On appeal from the Superior Court, Law Division, Bergen County.
Approved for Publication May 22, 1995.
Before Judges King, Muir, Jr, and Bilder. The opinion of the Court was delivered by Muir, Jr., J.A.D.
The opinion of the court was delivered by: Muir
The complaint in this case alleges a cause of action for concealment of evidence. See Viviano v. CBS, Inc., 251 N.J. Super. 113, 597 A.2d 543 (App. Div. 1991), certif. denied, 127 N.J. 565 (1992). The factual predicate for the complaint is the belated production of evidence during pretrial discovery in a deficiency action defendant, Mercedes-Benz Credit Corporation (MBCC), brought under the Uniform Commercial Code (UCC) as a secured creditor after resale of collateral. The trial court granted summary judgment dismissing the complaint and at the same time denied Fox's motion to amend his complaint to include counts for fraud and consumer fraud (N.J.S.A. 56:8-2). Plaintiff appeals. We affirm.
Events that transpired in discovery are the marrow of this appeal. Yet, that marrow cannot be properly comprehended without the inclusion of certain skeletal aspects of events that began with the underlying UCC transaction. In providing the skeleton, we rely on the record presented on this appeal and the records of two prior appeals in the deficiency action. The first appeal resulted in a reversal; the second, an affirmance of the judgment from the remand trial.
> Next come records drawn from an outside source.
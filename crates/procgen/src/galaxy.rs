//! Galaxy generation: a square grid of planet slots per galaxy coordinate.
//!
//! Galaxies are addressed by signed grid coordinates written as direction
//! groups (`N1E1`, `S2W3`, `E4`) with `"0"` for the origin. Nothing about a
//! galaxy is stored; [`GalaxyGenerator::generate`] recomputes it from the id
//! on every call, so any number of callers can share one generator.

use std::fmt;
use std::str::FromStr;

use engine_core::{IVec2, PlanetType, UniverseConfig};
use serde::Serialize;
use thiserror::Error;

use crate::random::{fbm, map_range, normalize, FbmParams, NoiseField, Seed};

/// Rejection reasons from the strict galaxy id parser.
#[derive(Debug, Clone, PartialEq, Eq, Error)]
pub enum GalaxyIdError {
    #[error("galaxy id is empty")]
    Empty,
    #[error("unexpected character {0:?} in galaxy id")]
    UnexpectedChar(char),
    #[error("direction {0} has no magnitude")]
    MissingMagnitude(char),
    #[error("axis given twice in galaxy id")]
    DuplicateAxis,
    #[error("magnitude out of range")]
    MagnitudeOverflow,
}

/// A galaxy coordinate. `x` grows east, `y` grows north.
#[derive(Debug, Clone, Copy, PartialEq, Eq, Hash, Default)]
pub struct GalaxyId {
    pub coord: IVec2,
}

impl GalaxyId {
    pub const ORIGIN: GalaxyId = GalaxyId { coord: IVec2::ZERO };

    pub fn new(x: i32, y: i32) -> Self {
        Self {
            coord: IVec2::new(x, y),
        }
    }

    /// Parse, resolving malformed input to the origin. Generation uses this
    /// so every string maps to some galaxy.
    pub fn parse_lenient(id: &str) -> Self {
        match id.parse() {
            Ok(galaxy) => galaxy,
            Err(e) => {
                log::warn!("Malformed galaxy id {:?} ({}), using origin", id, e);
                Self::ORIGIN
            }
        }
    }

    pub fn is_origin(&self) -> bool {
        self.coord == IVec2::ZERO
    }

    /// The surrounding galaxies, row by row from the north-west. Galaxies on
    /// the edge of the coordinate range have fewer than eight.
    pub fn neighbors(&self) -> Vec<GalaxyId> {
        let mut out = Vec::with_capacity(8);
        for dy in [1, 0, -1] {
            for dx in [-1, 0, 1] {
                if dx == 0 && dy == 0 {
                    continue;
                }
                let (Some(x), Some(y)) =
                    (self.coord.x.checked_add(dx), self.coord.y.checked_add(dy))
                else {
                    continue;
                };
                out.push(Self::new(x, y));
            }
        }
        out
    }
}

impl fmt::Display for GalaxyId {
    fn fmt(&self, f: &mut fmt::Formatter<'_>) -> fmt::Result {
        let IVec2 { x, y } = self.coord;
        if x == 0 && y == 0 {
            return write!(f, "0");
        }
        if y != 0 {
            let dir = if y > 0 { 'N' } else { 'S' };
            write!(f, "{}{}", dir, y.unsigned_abs())?;
        }
        if x != 0 {
            let dir = if x > 0 { 'E' } else { 'W' };
            write!(f, "{}{}", dir, x.unsigned_abs())?;
        }
        Ok(())
    }
}

impl FromStr for GalaxyId {
    type Err = GalaxyIdError;

    /// Strict parse: `"0"` or one or two `[NSEW]<digits>` groups in any
    /// order, case-insensitive, each axis at most once.
    fn from_str(s: &str) -> Result<Self, Self::Err> {
        let s = s.trim();
        if s.is_empty() {
            return Err(GalaxyIdError::Empty);
        }
        if s == "0" {
            return Ok(Self::ORIGIN);
        }

        let mut x: Option<i32> = None;
        let mut y: Option<i32> = None;
        let mut chars = s.chars().peekable();

        while let Some(c) = chars.next() {
            let dir = c.to_ascii_uppercase();
            if !matches!(dir, 'N' | 'S' | 'E' | 'W') {
                return Err(GalaxyIdError::UnexpectedChar(c));
            }
            let mut digits = String::new();
            while let Some(d) = chars.peek().copied().filter(char::is_ascii_digit) {
                digits.push(d);
                chars.next();
            }
            if digits.is_empty() {
                return Err(GalaxyIdError::MissingMagnitude(dir));
            }
            let magnitude: i32 = digits
                .parse()
                .map_err(|_| GalaxyIdError::MagnitudeOverflow)?;

            let (slot, value) = match dir {
                'N' => (&mut y, magnitude),
                'S' => (&mut y, -magnitude),
                'E' => (&mut x, magnitude),
                _ => (&mut x, -magnitude),
            };
            if slot.replace(value).is_some() {
                return Err(GalaxyIdError::DuplicateAxis);
            }
        }

        Ok(Self::new(x.unwrap_or(0), y.unwrap_or(0)))
    }
}

/// `<galaxyId>_<position>`.
pub fn planet_id(galaxy: &GalaxyId, position: u32) -> String {
    format!("{}_{}", galaxy, position)
}

/// Inverse of [`planet_id`]. `None` if the id has no valid position suffix
/// or the galaxy part does not parse strictly.
pub fn split_planet_id(id: &str) -> Option<(GalaxyId, u32)> {
    let (galaxy, position) = id.rsplit_once('_')?;
    Some((galaxy.parse().ok()?, position.parse().ok()?))
}

/// One occupied galaxy slot.
#[derive(Debug, Clone, PartialEq, Serialize)]
#[serde(rename_all = "camelCase")]
pub struct PlanetSlot {
    /// Row-major index: `y * grid + x`.
    pub position: u32,
    #[serde(rename = "type")]
    pub planet_type: PlanetType,
    pub size: u32,
    /// Display position in grid units, jittered inside the cell.
    pub x: f64,
    pub y: f64,
}

/// A generated galaxy: `grid × grid` slots, each a planet or empty.
#[derive(Debug, Clone, PartialEq, Serialize)]
#[serde(rename_all = "camelCase")]
pub struct Galaxy {
    pub id: String,
    pub grid_x: i32,
    pub grid_y: i32,
    pub slots: Vec<Option<PlanetSlot>>,
}

impl Galaxy {
    /// Occupied slots in position order.
    pub fn planets(&self) -> impl Iterator<Item = &PlanetSlot> {
        self.slots.iter().flatten()
    }

    pub fn occupied_count(&self) -> usize {
        self.planets().count()
    }

    pub fn planet_at(&self, position: u32) -> Option<&PlanetSlot> {
        self.slots.get(position as usize).and_then(Option::as_ref)
    }

    pub fn has_planet_at(&self, position: u32) -> bool {
        self.planet_at(position).is_some()
    }
}

// Cell spacing and octave settings per noise field.
const DENSITY_SPACING: f64 = 0.3;
const DENSITY_FBM: FbmParams = FbmParams::new(3, 0.5, 2.0, 1.0);
const TEMPERATURE_SPACING: f64 = 0.2;
const TEMPERATURE_FBM: FbmParams = FbmParams::new(4, 0.5, 2.0, 1.0);
const MOISTURE_SPACING: f64 = 0.25;
const MOISTURE_FBM: FbmParams = FbmParams::new(4, 0.5, 2.0, 1.0);
const SIZE_SPACING: f64 = 0.15;
const SIZE_FBM: FbmParams = FbmParams::new(3, 0.5, 2.0, 1.0);
/// Display jitter range within a cell.
const JITTER: f64 = 0.3;

/// Classify a planet from normalised temperature and moisture in [0, 1].
///
/// Temperature bands [0, 0.15, 0.3, 0.5, 0.7, 1] each split on moisture:
///
/// | temperature | moisture split |
/// |---|---|
/// | < 0.15 | frozen |
/// | < 0.3 | > 0.5 tundra, else frozen |
/// | < 0.5 | > 0.7 swamp, > 0.4 tropical, else mountain |
/// | < 0.7 | > 0.6 tropical, > 0.3 arid, else mountain |
/// | ≥ 0.7 | > 0.5 lava, else arid |
pub fn classify_planet(temperature: f64, moisture: f64) -> PlanetType {
    if temperature < 0.15 {
        PlanetType::Frozen
    } else if temperature < 0.3 {
        if moisture > 0.5 {
            PlanetType::Tundra
        } else {
            PlanetType::Frozen
        }
    } else if temperature < 0.5 {
        if moisture > 0.7 {
            PlanetType::Swamp
        } else if moisture > 0.4 {
            PlanetType::Tropical
        } else {
            PlanetType::Mountain
        }
    } else if temperature < 0.7 {
        if moisture > 0.6 {
            PlanetType::Tropical
        } else if moisture > 0.3 {
            PlanetType::Arid
        } else {
            PlanetType::Mountain
        }
    } else if moisture > 0.5 {
        PlanetType::Lava
    } else {
        PlanetType::Arid
    }
}

/// The four independent fields of one galaxy.
struct GalaxyFields {
    density: NoiseField,
    temperature: NoiseField,
    moisture: NoiseField,
    size: NoiseField,
}

impl GalaxyFields {
    fn new(base: Seed) -> Self {
        Self {
            density: base.combine("density").noise(),
            temperature: base.combine("temperature").noise(),
            moisture: base.combine("moisture").noise(),
            size: base.combine("size").noise(),
        }
    }
}

/// Pure galaxy generator. Holds only configuration.
#[derive(Debug, Clone)]
pub struct GalaxyGenerator {
    config: UniverseConfig,
}

impl GalaxyGenerator {
    pub fn new(config: UniverseConfig) -> Self {
        Self { config }
    }

    pub fn config(&self) -> &UniverseConfig {
        &self.config
    }

    /// Generate from an id string. Malformed ids resolve to the origin.
    pub fn generate(&self, galaxy_id: &str) -> Galaxy {
        self.generate_at(&GalaxyId::parse_lenient(galaxy_id))
    }

    /// Generate the galaxy at a coordinate.
    pub fn generate_at(&self, galaxy: &GalaxyId) -> Galaxy {
        let grid = self.config.galaxy_grid_size;
        let base = self.galaxy_seed(galaxy);
        let fields = GalaxyFields::new(base);
        let mut jitter = base.stream();

        let mut slots = Vec::with_capacity(self.config.slot_count());
        for gy in 0..grid {
            for gx in 0..grid {
                let (cx, cy) = cell_center(gx, gy);
                let density = normalize(fbm(
                    &fields.density,
                    cx * DENSITY_SPACING,
                    cy * DENSITY_SPACING,
                    DENSITY_FBM,
                ));

                // Lower density noise means occupied.
                if density < self.config.planet_density {
                    let mut slot = self.describe_slot(&fields, gx, gy);
                    slot.x += (jitter.next_float() - 0.5) * JITTER;
                    slot.y += (jitter.next_float() - 0.5) * JITTER;
                    slots.push(Some(slot));
                } else {
                    slots.push(None);
                }
            }
        }

        Galaxy {
            id: galaxy.to_string(),
            grid_x: galaxy.coord.x,
            grid_y: galaxy.coord.y,
            slots,
        }
    }

    /// Describe the slot at `position` as if it were occupied, ignoring the
    /// density field. Used as the fallback when a starting galaxy is empty.
    pub fn forced_slot(&self, galaxy: &GalaxyId, position: u32) -> PlanetSlot {
        let grid = self.config.galaxy_grid_size.max(1);
        let position = position.min(grid * grid - 1);
        let fields = GalaxyFields::new(self.galaxy_seed(galaxy));
        self.describe_slot(&fields, position % grid, position / grid)
    }

    fn galaxy_seed(&self, galaxy: &GalaxyId) -> Seed {
        Seed::new(self.config.global_seed)
            .combine("galaxy")
            .combine(&galaxy.to_string())
    }

    fn describe_slot(&self, fields: &GalaxyFields, gx: u32, gy: u32) -> PlanetSlot {
        let (cx, cy) = cell_center(gx, gy);
        let temperature = fbm(
            &fields.temperature,
            cx * TEMPERATURE_SPACING,
            cy * TEMPERATURE_SPACING,
            TEMPERATURE_FBM,
        );
        let moisture = fbm(
            &fields.moisture,
            cx * MOISTURE_SPACING,
            cy * MOISTURE_SPACING,
            MOISTURE_FBM,
        );
        let size_value = fbm(&fields.size, cx * SIZE_SPACING, cy * SIZE_SPACING, SIZE_FBM);

        let min = self.config.min_planet_size;
        let max = self.config.max_planet_size.max(min);
        let size = (map_range(size_value, min as f64, max as f64 + 1.0).floor() as u32).clamp(min, max);

        PlanetSlot {
            position: gy * self.config.galaxy_grid_size + gx,
            planet_type: classify_planet(normalize(temperature), normalize(moisture)),
            size,
            x: gx as f64,
            y: gy as f64,
        }
    }
}

impl Default for GalaxyGenerator {
    fn default() -> Self {
        Self::new(UniverseConfig::default())
    }
}

/// Sample at cell centres; simplex noise is zero on integer lattice points,
/// which would pin every galaxy's corner cell to the same value.
#[inline]
fn cell_center(gx: u32, gy: u32) -> (f64, f64) {
    (gx as f64 + 0.5, gy as f64 + 0.5)
}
During a period from late July through August 1984, Fox, as a principal of a closely held corporation, Sherman Leasing, Inc., negotiated the latter's purchase of five cab-over diesel Freightliner Tractors (trucks) from Glasofer Motors. (Other trucks were purchased but only five are relevant here.) Fox gave a personal guarantee to satisfy any and all indebtedness existing, accrued to, or owing by Sherman Leasing. Glasofer Motors assigned the retail installment contracts to MBCC.
In January 1986 default on payment terms led to a revision of the installment contracts signed by Fox. The revisions basically rescheduled monthly payments. No payments were made under the revised agreements.
That default led to MBCC's demand for repossession for purposes of sale of the trucks. As Judge Stark in her opinion following the remand trial noted:
Fox described in detail the preliminary contacts leading to [MBCC's] repossession. . . . Throughout February, March and April of 1986 there were frequent contacts between and [employees under Fox's control] notifying him of [MBCC's] demand for immediate payment, and an untenable second default situation; namely, that after . . . the 1984 contract was revised to avoid forfeiture, . . . Fox signed[,] in 1986[,] writings that indicated there would be a revision as to the payoff of these in light of the default . . . and . . . that -- the only way to forestall the repossession that was included in the original contract and the consequences of same . . . a resale, was to pay . . . in accordance with the revised [agreement] . . . .
Mr. Fox . . . acknowledges his awareness of all details of these conversations . . . after stalling with promises of payment.
Now, Fox agreed to and [did] ultimately surrender the vehicles to [MBCC's] agent at [Fox's] . . . Passaic address [on September 5, 1986].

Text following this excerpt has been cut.